Blake approached each firefighter, shook their hands, and said thank you. Then he escorted them out of his apartment and approached the doctor.
“What’s your name?”
“Virgil.”
“What’s going on outside?” Blake asked and fell to the floor.
“When’s the last time you ate?” the doctor asked. “I would advise you to come with us to the hospital.”
“I’ll ask again, what is going on outside?”
The doctor turned his head and sighed and went over to the refrigerator and pulled out some vegetables from there and stuck them in the EF-312.
“Promise to eat and, in that case, I’ll tell you.”
Blake walked over to the burned couch and turned to the doctor and was about to ask him, but he interrupted him on the first word and said:
“We returned your weapon back to the safe. It was open. We don’t know the password.”
Blake sat down on the floor and leaned against the couch. Virgil took the raw vegetables out of the first compartment of the EF-312 and put them in the second.
“There are people out there,” he began, “who want to know the truth.”
“The truth about what?”
“Don’t you watch the news at all?”
“I prefer music channels.”
Virgil sighed and took the food out and placed it in front of Blake. Stepped back to the tabletop and continued speaking as the patient ate.

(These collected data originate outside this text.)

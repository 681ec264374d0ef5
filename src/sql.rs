//! SQL generation for the league database.

use std::collections::{BTreeSet, HashSet};

use chrono::NaiveDate;

use crate::aggregate::Backfill;
use crate::error::{Error, Result};
use crate::ids::{is_placeholder, IdMapping};
use crate::normalize::{CONNECTIONS, CONNECTIONS_FAIL, WORDLE, WORDLE_FAIL};

/// Unique key of `public.scores`.
#[derive(Debug, Clone, PartialEq, Eq, Hash)]
pub struct SqlKey {
    pub user_id: String,
    pub game_id: String,
    pub date: NaiveDate,
}

/// Generated statements plus counters for the run summary.
#[derive(Debug, Clone, Default)]
pub struct SqlBatch {
    pub statements: Vec<String>,
    pub score_inserts: usize,
    pub skipped_scores: usize,
}

impl SqlBatch {
    pub fn to_sql(&self) -> String {
        self.statements.join("\n")
    }
}

fn quote(value: &str) -> String {
    format!("'{}'", value.replace('\'', "''"))
}

/// INSERT statements for a whole backfill.
///
/// Rows whose ids are missing or look like placeholders are skipped with a
/// warning unless `allow_placeholders` is set. Two scores resolving to the same
/// (user, game, date) are an error.
pub fn backfill_statements(
    backfill: &Backfill,
    ids: &IdMapping,
    allow_placeholders: bool,
) -> Result<SqlBatch> {
    let placeholder = |id: &str| !allow_placeholders && is_placeholder(id);
    let league_id = ids.league_id();
    let mut batch = SqlBatch::default();

    for (slug, range) in &ids.league_games {
        let Some(start_date) = range.start_date.as_deref() else {
            continue;
        };
        let game_id = ids.game_id(slug);
        if placeholder(game_id) || placeholder(league_id) {
            log::warn!("skipped league_game for {}: no valid game_id/league_id", slug);
            continue;
        }
        let end_date = range.end_date.as_deref().map(quote);
        batch.statements.push(format!(
            "INSERT INTO public.league_game (leagueid, gameid, start_date, end_date) VALUES ({}, {}, {}, {});",
            quote(league_id),
            quote(game_id),
            quote(start_date),
            end_date.as_deref().unwrap_or("NULL")
        ));
    }

    let mut seen_keys = HashSet::new();
    let mut duplicates = Vec::new();
    let mut user_games = BTreeSet::new();
    for score in &backfill.scores {
        let user_id = ids.user_id(&score.player);
        let game_id = ids.game_id(&score.game_slug);
        if placeholder(user_id) || placeholder(game_id) {
            batch.skipped_scores += 1;
            continue;
        }
        let key = SqlKey {
            user_id: user_id.to_string(),
            game_id: game_id.to_string(),
            date: score.date,
        };
        if !seen_keys.insert(key.clone()) {
            duplicates.push(key);
        }
        batch.statements.push(format!(
            "INSERT INTO public.scores (user_id, game_id, date, score) VALUES ({}, {}, '{}', {});",
            quote(user_id),
            quote(game_id),
            score.date,
            score.raw_score
        ));
        batch.score_inserts += 1;
        user_games.insert((user_id, game_id));
    }
    if !duplicates.is_empty() {
        return Err(Error::DuplicateSqlKeys(duplicates));
    }
    if batch.skipped_scores > 0 {
        log::warn!(
            "skipped {} score row(s): no valid user_id/game_id mapping. Use --ids with a JSON file that has your real ids.",
            batch.skipped_scores
        );
    }

    for (user_id, game_id) in user_games {
        batch.statements.push(format!(
            "INSERT INTO public.user_games (user_id, game_id) VALUES ({}, {}) ON CONFLICT (game_id, user_id) DO NOTHING;",
            quote(user_id),
            quote(game_id)
        ));
    }

    if placeholder(league_id) {
        if !backfill.starting_words.is_empty() {
            log::warn!("skipped league_starting_words: no valid league_id. Set league_id in your ids file.");
        }
    } else {
        for word in &backfill.starting_words {
            batch.statements.push(format!(
                "INSERT INTO public.league_starting_words (league_id, date, word) VALUES ({}, '{}', {});",
                quote(league_id),
                word.date,
                quote(&word.word)
            ));
        }
    }

    Ok(batch)
}

/// Games whose already-stored scores can be converted in place.
#[derive(Debug, Clone, Copy, PartialEq, Eq)]
pub enum ScoreUpdate {
    Wordle,
    Connections,
}

impl ScoreUpdate {
    pub fn slug(self) -> &'static str {
        match self {
            ScoreUpdate::Wordle => WORDLE,
            ScoreUpdate::Connections => CONNECTIONS,
        }
    }

    fn description(self) -> &'static str {
        match self {
            ScoreUpdate::Wordle => {
                "Convert Wordle scores from \"remaining slots\" (0-5, -1 fail) to \"guesses\" (1-6, 7 fail)"
            }
            ScoreUpdate::Connections => {
                "Convert Connections: spreadsheet 5=0 mistakes, 4=1, 3=2, 2=3, 1=4, 0=fail -> DB stores mistakes (0-4), fail=4"
            }
        }
    }

    fn case_arms(self) -> String {
        match self {
            ScoreUpdate::Wordle => format!(
                "  WHEN score = -1 THEN {}\n  WHEN score >= 0 AND score <= 5 THEN 6 - score",
                WORDLE_FAIL
            ),
            ScoreUpdate::Connections => format!(
                "  WHEN score = 0 THEN {}\n  WHEN score >= 1 AND score <= 5 THEN 5 - score",
                CONNECTIONS_FAIL
            ),
        }
    }

    /// UPDATE converting stored rows for this game. Refuses placeholder ids.
    pub fn statement(self, ids: &IdMapping) -> Result<String> {
        let game_id = ids.game_ids.get(self.slug()).map(String::as_str).unwrap_or("");
        if is_placeholder(game_id) || game_id.contains("REPLACE") {
            return Err(Error::PlaceholderId {
                game: self.slug().to_string(),
            });
        }
        Ok(format!(
            "-- {}\nUPDATE public.scores\nSET score = CASE\n{}\n  ELSE score\nEND\nWHERE game_id = {};\n",
            self.description(),
            self.case_arms(),
            quote(game_id)
        ))
    }
}

#[cfg(test)]
mod tests {
    use super::*;
    use crate::extract::{ScoreRecord, StartingWordRecord};
    use crate::parse::ScoreValue;
    use std::path::PathBuf;

    fn day(d: u32) -> NaiveDate {
        NaiveDate::from_ymd_opt(2025, 12, d).unwrap()
    }

    fn score(player: &str, game: &str, d: u32, value: ScoreValue) -> ScoreRecord {
        ScoreRecord {
            date: day(d),
            game_slug: game.to_string(),
            player: player.to_string(),
            raw_score: value,
            source: PathBuf::from("a.csv"),
        }
    }

    fn ids() -> IdMapping {
        IdMapping::from_json(
            r#"{
                "user_ids": {"sary": "u-sary", "bob": "u-bob", "sal": "YOUR_SAL_ID"},
                "game_ids": {"crossword": "g-xw", "wordle": "g-wordle", "connections": "REPLACE_GAME_ID"},
                "league_id": "L1",
                "league_games": {
                    "wordle": {"start_date": "2024-01-01", "end_date": "2024-06-30"},
                    "crossword": {"start_date": "2024-01-01"},
                    "waffle": {"start_date": "2024-01-01"},
                    "bee": {}
                }
            }"#,
        )
        .unwrap()
    }

    fn backfill() -> Backfill {
        Backfill {
            scores: vec![
                score("sary", "crossword", 1, ScoreValue::Decimal(20.0)),
                score("bob", "wordle", 1, ScoreValue::Int(7)),
                score("bob", "wordle", 2, ScoreValue::Int(3)),
                score("sal", "wordle", 1, ScoreValue::Int(4)),
                score("bob", "connections", 1, ScoreValue::Int(0)),
            ],
            starting_words: vec![StartingWordRecord {
                date: day(1),
                word: "o'neil".to_string(),
            }],
        }
    }

    #[test]
    fn test_backfill_statements() {
        let batch = backfill_statements(&backfill(), &ids(), false).unwrap();
        assert_eq!(batch.score_inserts, 3);
        assert_eq!(batch.skipped_scores, 2);
        assert_eq!(
            batch.statements,
            vec![
                "INSERT INTO public.league_game (leagueid, gameid, start_date, end_date) VALUES ('L1', 'g-xw', '2024-01-01', NULL);",
                "INSERT INTO public.league_game (leagueid, gameid, start_date, end_date) VALUES ('L1', 'g-wordle', '2024-01-01', '2024-06-30');",
                "INSERT INTO public.scores (user_id, game_id, date, score) VALUES ('u-sary', 'g-xw', '2025-12-01', 20.0);",
                "INSERT INTO public.scores (user_id, game_id, date, score) VALUES ('u-bob', 'g-wordle', '2025-12-01', 7);",
                "INSERT INTO public.scores (user_id, game_id, date, score) VALUES ('u-bob', 'g-wordle', '2025-12-02', 3);",
                "INSERT INTO public.user_games (user_id, game_id) VALUES ('u-bob', 'g-wordle') ON CONFLICT (game_id, user_id) DO NOTHING;",
                "INSERT INTO public.user_games (user_id, game_id) VALUES ('u-sary', 'g-xw') ON CONFLICT (game_id, user_id) DO NOTHING;",
                "INSERT INTO public.league_starting_words (league_id, date, word) VALUES ('L1', '2025-12-01', 'o''neil');",
            ]
        );
    }

    #[test]
    fn test_allow_placeholders_keeps_rows() {
        let batch = backfill_statements(&backfill(), &ids(), true).unwrap();
        assert_eq!(batch.score_inserts, 5);
        assert_eq!(batch.skipped_scores, 0);
        assert!(batch
            .statements
            .iter()
            .any(|s| s.contains("'YOUR_SAL_ID', 'g-wordle', '2025-12-01', 4")));
    }

    #[test]
    fn test_placeholder_league_skips_starting_words() {
        let mut ids = ids();
        ids.league_id = None;
        let batch = backfill_statements(&backfill(), &ids, false).unwrap();
        assert!(!batch.to_sql().contains("league_starting_words"));
        assert!(!batch.to_sql().contains("league_game "));
    }

    #[test]
    fn test_duplicate_sql_keys_are_fatal() {
        let mut ids = ids();
        // two players mapped onto the same user
        ids.user_ids.insert("sary".to_string(), "u-bob".to_string());
        let mut data = backfill();
        data.scores.push(score("sary", "wordle", 2, ScoreValue::Int(5)));
        let err = backfill_statements(&data, &ids, false).unwrap_err();
        assert!(matches!(err, Error::DuplicateSqlKeys(ref keys) if keys.len() == 1));
    }

    #[test]
    fn test_wordle_update() {
        let sql = ScoreUpdate::Wordle.statement(&ids()).unwrap();
        assert_eq!(
            sql,
            "-- Convert Wordle scores from \"remaining slots\" (0-5, -1 fail) to \"guesses\" (1-6, 7 fail)\n\
             UPDATE public.scores\n\
             SET score = CASE\n  \
             WHEN score = -1 THEN 7\n  \
             WHEN score >= 0 AND score <= 5 THEN 6 - score\n  \
             ELSE score\n\
             END\n\
             WHERE game_id = 'g-wordle';\n"
        );
    }

    #[test]
    fn test_connections_update_refuses_placeholder() {
        let err = ScoreUpdate::Connections.statement(&ids()).unwrap_err();
        assert!(matches!(err, Error::PlaceholderId { ref game } if game == "connections"));

        let missing = IdMapping::default();
        assert!(ScoreUpdate::Wordle.statement(&missing).is_err());

        let mut ids = ids();
        ids.game_ids.insert("connections".to_string(), "REPLACEME".to_string());
        assert!(ScoreUpdate::Connections.statement(&ids).is_err());
        ids.game_ids.insert("connections".to_string(), "g-conn".to_string());
        let sql = ScoreUpdate::Connections.statement(&ids).unwrap();
        assert!(sql.contains("WHEN score = 0 THEN 4\n"));
        assert!(sql.ends_with("WHERE game_id = 'g-conn';\n"));
    }
}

“They believe that the Department of Defense and the government are hiding some unknown planet from them. The irrefutable evidence, they believe, is the highly questionable data on extra-terrestrial soil and DNA posted online by a certain hacker group. Although I, as a professional, can assure you that someone can easily fake such data. People don’t want to see further than their noses. It doesn’t even occur to them they are being cheated. The opposition, in one word. It’s in their blood to go against the government. Just give them a reason.”

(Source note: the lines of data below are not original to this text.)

//! Backfill League - Recover raw league scores from spreadsheet CSV exports
//!
//! Parses one or more league sheets, reverses crossword handicaps and the
//! sheet's score encodings, collects the daily starting words, and emits the
//! result as JSON or as SQL INSERT statements.

use anyhow::{Context, Result};
use clap::Parser;
use league_backfill::config::LeagueConfig;
use league_backfill::ids::IdMapping;
use league_backfill::pipeline::{run_batch, BatchConfig};
use league_backfill::sql::backfill_statements;
use league_backfill::DuplicatePolicy;
use std::path::PathBuf;

#[derive(Parser, Debug)]
#[command(name = "backfill-league")]
#[command(about = "Parse league CSV and output backfill data")]
struct Cli {
    /// CSV file(s), processed in order
    #[arg(required = true)]
    files: Vec<PathBuf>,

    /// Emit SQL INSERTs (requires --ids)
    #[arg(long)]
    sql: bool,

    /// JSON file: user_ids, game_ids (by slug), league_id, optional
    /// league_games (slug -> start_date/end_date)
    #[arg(long)]
    ids: Option<PathBuf>,

    /// Write output to file (default: stdout)
    #[arg(short, long)]
    output: Option<PathBuf>,

    /// Emit SQL even when ids look like placeholders (YOUR_*, REPLACE_*).
    /// Use for a find-replace workflow.
    #[arg(long)]
    allow_placeholders: bool,

    /// Keep first occurrence when the same (player, game, date) appears in
    /// multiple CSVs; warn instead of failing.
    #[arg(long)]
    deduplicate: bool,

    /// JSON league config overriding the built-in roster and game table
    #[arg(long, env = "LEAGUE_BACKFILL_CONFIG")]
    config: Option<PathBuf>,
}

fn main() -> Result<()> {
    env_logger::Builder::from_env(env_logger::Env::default().default_filter_or("warn")).init();
    let cli = Cli::parse();

    let league = match &cli.config {
        Some(path) => LeagueConfig::load(path)?,
        None => LeagueConfig::default(),
    };
    let batch_config = BatchConfig {
        league,
        duplicates: if cli.deduplicate {
            DuplicatePolicy::KeepFirst
        } else {
            DuplicatePolicy::Reject
        },
    };

    let backfill = run_batch(&cli.files, &batch_config)?;

    let out = if cli.sql {
        let ids = match &cli.ids {
            Some(path) => IdMapping::load(path)?,
            None => IdMapping::default(),
        };
        let batch = backfill_statements(&backfill, &ids, cli.allow_placeholders)?;
        if batch.statements.is_empty() {
            eprintln!("No INSERTs generated, the SQL output will be empty.");
            eprintln!(
                "Rows are skipped when user_id/game_id/league_id look like placeholders (YOUR_* or REPLACE_*)."
            );
            eprintln!("Put your real ids in the JSON file passed to --ids and run again.");
        } else {
            let dest = cli
                .output
                .as_ref()
                .map(|p| p.display().to_string())
                .unwrap_or_else(|| "stdout".to_string());
            eprintln!(
                "Wrote {} statement(s) ({} score INSERTs) to {}.",
                batch.statements.len(),
                batch.score_inserts,
                dest
            );
            if cli.output.is_some() {
                eprintln!(
                    "If the SQL fails with 'duplicate key ... scores_user_game_date_unique', the DB already has those rows (e.g. from a previous run)."
                );
            }
        }
        batch.to_sql()
    } else {
        serde_json::to_string_pretty(&backfill).context("Failed to serialize backfill")?
    };

    match &cli.output {
        Some(path) => std::fs::write(path, out)
            .with_context(|| format!("Failed to write {}", path.display()))?,
        None => println!("{}", out),
    }

    Ok(())
}

#[cfg(test)]
mod tests {
    use super::*;

    #[test]
    fn test_cli_flags() {
        let cli = Cli::try_parse_from([
            "backfill-league",
            "--sql",
            "--ids",
            "ids.json",
            "--deduplicate",
            "-o",
            "backfill.sql",
            "a.csv",
            "b.csv",
        ])
        .unwrap();
        assert!(cli.sql);
        assert!(cli.deduplicate);
        assert!(!cli.allow_placeholders);
        assert_eq!(cli.files, vec![PathBuf::from("a.csv"), PathBuf::from("b.csv")]);
        assert_eq!(cli.output, Some(PathBuf::from("backfill.sql")));
    }

    #[test]
    fn test_cli_requires_files() {
        assert!(Cli::try_parse_from(["backfill-league", "--sql"]).is_err());
    }
}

“And it is in the blood of the officials to destroy this country. So, it was a hundred years ago, during the Fourth World War, and two hundred years ago, during the Third World War. I still wonder how mankind survived, with such an arsenal of nuclear warheads and such a thirst to kill.”
“If everyone dies, there will be no one left to fight, don’t you think? It’s like a drug. You take it a little at a time, you stretch out the pleasure. Nobody takes heroin and shoots a lethal dose into their veins all at once.”
Blake finished his vegetables and got up and walked over to AB-100 and put a plate in a small compartment.
“All right, I’ve been here too long. It’s time for me to move on. Please sign the paper.”
Virgil placed the document on the table and rolled up his sleeves slightly and washed his hands. Blake left his signature unchecked and, glancing toward the doctor, noticed a tattoo on his wrist exactly like his own.
“Who are you?” he asked.
Virgil wiped his hands and looked at him, raising his eyebrows.
“I’m a doctor.”
“Doctors don’t have such tattoos.”
Virgil laughed and rolled up his sleeve completely.
“I used to be a military doctor.”
“Military... Why did you leave?”
“When you work with death, you appreciate life more.”
Virgil excused himself and left. The door closed automatically. Blake went into the far room and checked the VR pod. Everything was fine.